[Data in this exercise — start]
//! Query translation into the canonical working language (English).
//!
//! Text that is already canonical passes through untouched. When the
//! upstream model fails or returns something implausible, the original text
//! is used and the outcome is flagged with `translation_failed`.

use std::sync::Arc;
use std::time::Instant;

use tracing::{debug, warn};
use unicode_script::{Script, UnicodeScript};

use scout_core::{defaults, Degradation, Error, GenerationBackend, Outcome};

use crate::retry::RetryPolicy;

const SYSTEM_PROMPT: &str = "You are a professional translator for recruiting. \
Translate the user's text into English. Keep job titles, company names, technologies \
and numbers accurate. Reply with the translation only, without quotes or commentary.";

/// Accepted length ratio between translation and source.
const MIN_LENGTH_RATIO: f32 = 0.3;
const MAX_LENGTH_RATIO: f32 = 3.0;

/// Translates free text into the canonical working language.
pub struct QueryTranslator {
    backend: Arc<dyn GenerationBackend>,
    retry: RetryPolicy,
}

impl QueryTranslator {
    pub fn new(backend: Arc<dyn GenerationBackend>, retry: RetryPolicy) -> Self {
        Self { backend, retry }
    }

    /// Translate `text`. Never fails; failures degrade to passthrough.
    pub async fn translate(&self, text: &str) -> Outcome<String> {
        let normalized = normalize_whitespace(text);
        if normalized.is_empty() || is_canonical(&normalized) {
            return Outcome::clean(normalized);
        }

        let source: String = normalized
            .chars()
            .take(defaults::TRANSLATION_MAX_CHARS)
            .collect();
        let start = Instant::now();
        let backend = self.backend.clone();

        let result = self
            .retry
            .run("translate", || {
                let backend = backend.clone();
                let source = source.clone();
                async move { backend.generate_with_system(SYSTEM_PROMPT, &source).await }
            })
            .await
            .and_then(|raw| accept_translation(&source, &raw));

        match result {
            Ok(translated) => {
                debug!(
                    subsystem = "inference",
                    component = "translator",
                    op = "translate",
                    model = self.backend.model_name(),
                    duration_ms = start.elapsed().as_millis() as u64,
                    "Query translated"
                );
                Outcome::clean(translated)
            }
            Err(e) => {
                warn!(
                    subsystem = "inference",
                    component = "translator",
                    op = "translate",
                    error = %e,
                    "Translation failed, passing original text through"
                );
                Outcome::degraded(
                    normalized,
                    Degradation {
                        translation_failed: true,
                        ..Degradation::default()
                    },
                )
            }
        }
    }
}

/// Collapse runs of whitespace and trim.
pub fn normalize_whitespace(text: &str) -> String {
    text.split_whitespace().collect::<Vec<_>>().join(" ")
}

/// Whether text is already in the canonical language.
///
/// Letters are classified by Unicode script. Any Cyrillic letter makes the
/// text non-canonical. Otherwise the Latin share must exceed the configured
/// ratio. Text without letters is treated as canonical.
pub fn is_canonical(text: &str) -> bool {
    let mut letters = 0usize;
    let mut latin = 0usize;
    for ch in text.chars().filter(|c| c.is_alphabetic()) {
        letters += 1;
        match ch.script() {
            Script::Cyrillic => return false,
            Script::Latin => latin += 1,
            _ => {}
        }
    }
    if letters == 0 {
        return true;
    }
    latin as f32 / letters as f32 > defaults::CANONICAL_SCRIPT_RATIO
}

fn accept_translation(source: &str, raw: &str) -> scout_core::Result<String> {
    let translated = raw.trim().trim_matches('"').trim().to_string();
    if translated.is_empty() {
        return Err(Error::TranslationFailure("empty translation".to_string()));
    }
    if translated == source {
        return Err(Error::TranslationFailure(
            "translation identical to source".to_string(),
        ));
    }
    let ratio = translated.chars().count() as f32 / source.chars().count().max(1) as f32;
    if !(MIN_LENGTH_RATIO..=MAX_LENGTH_RATIO).contains(&ratio) {
        return Err(Error::TranslationFailure(format!(
            "implausible length ratio {:.2}",
            ratio
        )));
    }
    Ok(translated)
}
[Data in this exercise — finish]
:: Exercise objective ::
Everything from the line that has "latin as f32" to the final line above should be retyped exactly, and nothing else.

:: Output of the exercise ::
    latin as f32 / letters as f32 > defaults::CANONICAL_SCRIPT_RATIO
}

fn accept_translation(source: &str, raw: &str) -> scout_core::Result<String> {
    let translated = raw.trim().trim_matches('"').trim().to_string();
    if translated.is_empty() {
        return Err(Error::TranslationFailure("empty translation".to_string()));
    }
    if translated == source {
        return Err(Error::TranslationFailure(
            "translation identical to source".to_string(),
        ));
    }
    let ratio = translated.chars().count() as f32 / source.chars().count().max(1) as f32;
    if !(MIN_LENGTH_RATIO..=MAX_LENGTH_RATIO).contains(&ratio) {
        return Err(Error::TranslationFailure(format!(
            "implausible length ratio {:.2}",
            ratio
        )));
    }
    Ok(translated)
}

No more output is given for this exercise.